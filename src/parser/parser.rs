//! Parser implementation for building the Abstract Syntax Tree.
//!
//! This module contains the main Parser struct and the parsing entry
//! points. Expressions are parsed by recursive descent over the precedence
//! levels in [`BindingPower`]; statements are dispatched on their leading
//! token through lookup tables.
//!
//! Every grammar production returns `Result<_, Error>`. An `Err` unwinds
//! through `?` to the nearest declaration, which reports it and
//! resynchronizes at the next statement boundary, so one malformed
//! statement yields one diagnostic and the rest of the program still
//! parses.

use std::collections::HashMap;

use log::debug;

use crate::{
    ast::{expressions::Expr, statements::Stmt},
    errors::{
        diagnostics::Diagnostics,
        errors::{Error, ErrorImpl},
    },
    lexer::tokens::{Token, TokenKind},
};

use super::{
    expr::parse_expr,
    lookups::{create_token_lookups, BindingPower, StmtHandler, StmtLookup, SYNC_LOOKUP},
    stmt::parse_declaration,
};

/// How deeply groupings, prefix operators, assignments and blocks may nest
/// before the parser gives up on the statement.
pub const MAX_NESTING_DEPTH: usize = 128;

/// The main parser structure that maintains parsing state.
///
/// The cursor only ever moves forward and never past the final EOF token.
pub struct Parser {
    /// The tokens to parse, always ending in EOF
    tokens: Vec<Token>,
    /// Current position in the token stream
    pos: usize,
    /// Current nesting depth, see [`MAX_NESTING_DEPTH`]
    depth: usize,
    /// Errors found so far, handed to the caller's sink when parsing ends
    errors: Vec<Error>,
    /// Handlers for productions only valid at declaration level
    decl_lookup: StmtLookup,
    /// Handlers for statements keyed by their leading token
    stmt_lookup: StmtLookup,
}

impl Parser {
    /// Creates a new Parser instance.
    ///
    /// # Panics
    ///
    /// If `tokens` is empty or does not end with an EOF token. Token
    /// streams from the lexer always do; anything else is a caller bug.
    pub fn new(tokens: Vec<Token>) -> Self {
        assert!(
            matches!(tokens.last(), Some(token) if token.kind == TokenKind::EOF),
            "parser requires a token stream terminated by EOF"
        );

        let mut parser = Parser {
            tokens,
            pos: 0,
            depth: 0,
            errors: vec![],
            decl_lookup: HashMap::new(),
            stmt_lookup: HashMap::new(),
        };
        create_token_lookups(&mut parser);
        parser
    }

    /// Returns the current token without advancing.
    pub fn current_token(&self) -> &Token {
        &self.tokens[self.pos]
    }

    /// Returns the kind of the current token.
    pub fn current_token_kind(&self) -> TokenKind {
        self.tokens[self.pos].kind
    }

    /// Returns the most recently consumed token.
    ///
    /// Before anything is consumed this is the first token.
    pub fn previous(&self) -> &Token {
        &self.tokens[self.pos.saturating_sub(1)]
    }

    /// Advances to the next token and returns the consumed one. At EOF
    /// the cursor stays put.
    pub fn advance(&mut self) -> &Token {
        if !self.at_end() {
            self.pos += 1;
        }
        self.previous()
    }

    pub fn at_end(&self) -> bool {
        self.current_token_kind() == TokenKind::EOF
    }

    /// Returns true if the current token is of the given kind.
    pub fn check(&self, kind: TokenKind) -> bool {
        !self.at_end() && self.current_token_kind() == kind
    }

    /// Consumes the current token if it is any of `kinds`.
    pub fn match_kinds(&mut self, kinds: &[TokenKind]) -> bool {
        if kinds.iter().any(|kind| self.check(*kind)) {
            self.advance();
            return true;
        }

        false
    }

    /// Expects a token of the specified kind.
    ///
    /// # Arguments
    ///
    /// * `expected_kind` - The expected TokenKind
    /// * `message` - The diagnostic to report if it is missing
    ///
    /// # Returns
    ///
    /// Returns Ok(Token) with the consumed token, otherwise an Error located
    /// at the current token.
    pub fn expect(
        &mut self,
        expected_kind: TokenKind,
        message: &'static str,
    ) -> Result<Token, Error> {
        if self.check(expected_kind) {
            return Ok(self.advance().clone());
        }

        Err(Error::at_token(
            ErrorImpl::ExpectedToken {
                expected: expected_kind.as_str(),
                message,
            },
            self.current_token(),
        ))
    }

    /// Checks if there are more tokens to parse.
    pub fn has_tokens(&self) -> bool {
        !self.at_end()
    }

    /// Runs `production` one nesting level deeper. Past
    /// [`MAX_NESTING_DEPTH`] it fails at the current token instead, which
    /// bounds recursion on pathological input.
    pub fn nested<T>(
        &mut self,
        production: impl FnOnce(&mut Parser) -> Result<T, Error>,
    ) -> Result<T, Error> {
        if self.depth >= MAX_NESTING_DEPTH {
            return Err(Error::at_token(
                ErrorImpl::TooDeeplyNested,
                self.current_token(),
            ));
        }

        self.depth += 1;
        let result = production(self);
        self.depth -= 1;

        result
    }

    /// Records an error without unwinding.
    pub fn report(&mut self, error: Error) {
        self.errors.push(error);
    }

    /// Discards tokens until a statement boundary: just past a semicolon,
    /// or at a keyword that starts a declaration or statement.
    pub fn synchronize(&mut self) {
        let from = self.pos;
        self.advance();

        while !self.at_end() {
            if self.previous().kind == TokenKind::Semicolon {
                break;
            }

            if self.current_token().is_one_of_many(SYNC_LOOKUP) {
                break;
            }

            self.advance();
        }

        debug!(
            "synchronized from token {} to token {} (line {})",
            from,
            self.pos,
            self.current_token().line
        );
    }

    /// Returns a reference to the declaration lookup table.
    pub fn get_decl_lookup(&self) -> &StmtLookup {
        &self.decl_lookup
    }

    /// Returns a reference to the statement lookup table.
    pub fn get_stmt_lookup(&self) -> &StmtLookup {
        &self.stmt_lookup
    }

    /// Registers a handler for a production only allowed where a
    /// declaration is, such as `var`.
    pub fn decl(&mut self, kind: TokenKind, decl_fn: StmtHandler) {
        self.decl_lookup.insert(kind, decl_fn);
    }

    /// Registers a statement handler for a token.
    pub fn stmt(&mut self, kind: TokenKind, stmt_fn: StmtHandler) {
        self.stmt_lookup.insert(kind, stmt_fn);
    }

    /// Parses declarations until EOF. Statements that fail to parse are
    /// reported and left out of the result.
    pub fn parse_program(&mut self) -> Vec<Stmt> {
        let mut body = vec![];

        while self.has_tokens() {
            if let Some(stmt) = parse_declaration(self) {
                body.push(stmt);
            }
        }

        body
    }

    /// Parses a single expression, e.g. one line typed at a prompt.
    ///
    /// Tokens after the expression are left unconsumed.
    pub fn parse_expression(&mut self) -> Option<Expr> {
        match parse_expr(self, BindingPower::Default) {
            Ok(expr) => Some(expr),
            Err(error) => {
                self.report(error);
                None
            }
        }
    }

    /// Hands every collected error to `diagnostics`.
    pub fn finish(self, diagnostics: &mut Diagnostics) {
        for error in self.errors {
            diagnostics.push(error);
        }
    }
}

/// Parses a token stream into the program's top-level statements.
///
/// This is the main entry point for parsing. It never fails: syntax errors
/// are reported to `diagnostics` and the offending statements are dropped.
///
/// # Panics
///
/// If `tokens` is empty or not terminated by EOF.
pub fn parse(tokens: Vec<Token>, diagnostics: &mut Diagnostics) -> Vec<Stmt> {
    debug!("parsing {} tokens", tokens.len());

    let mut parser = Parser::new(tokens);
    let body = parser.parse_program();

    debug!(
        "parsed {} statements with {} errors",
        body.len(),
        parser.errors.len()
    );

    parser.finish(diagnostics);
    body
}

/// Parses a token stream holding a single expression.
pub fn parse_expression(tokens: Vec<Token>, diagnostics: &mut Diagnostics) -> Option<Expr> {
    let mut parser = Parser::new(tokens);
    let expr = parser.parse_expression();
    parser.finish(diagnostics);
    expr
}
○ ○ ○
_Task brief:_ A single number is requested: the count of lines in the data that hold "push".

_Task response:_ 3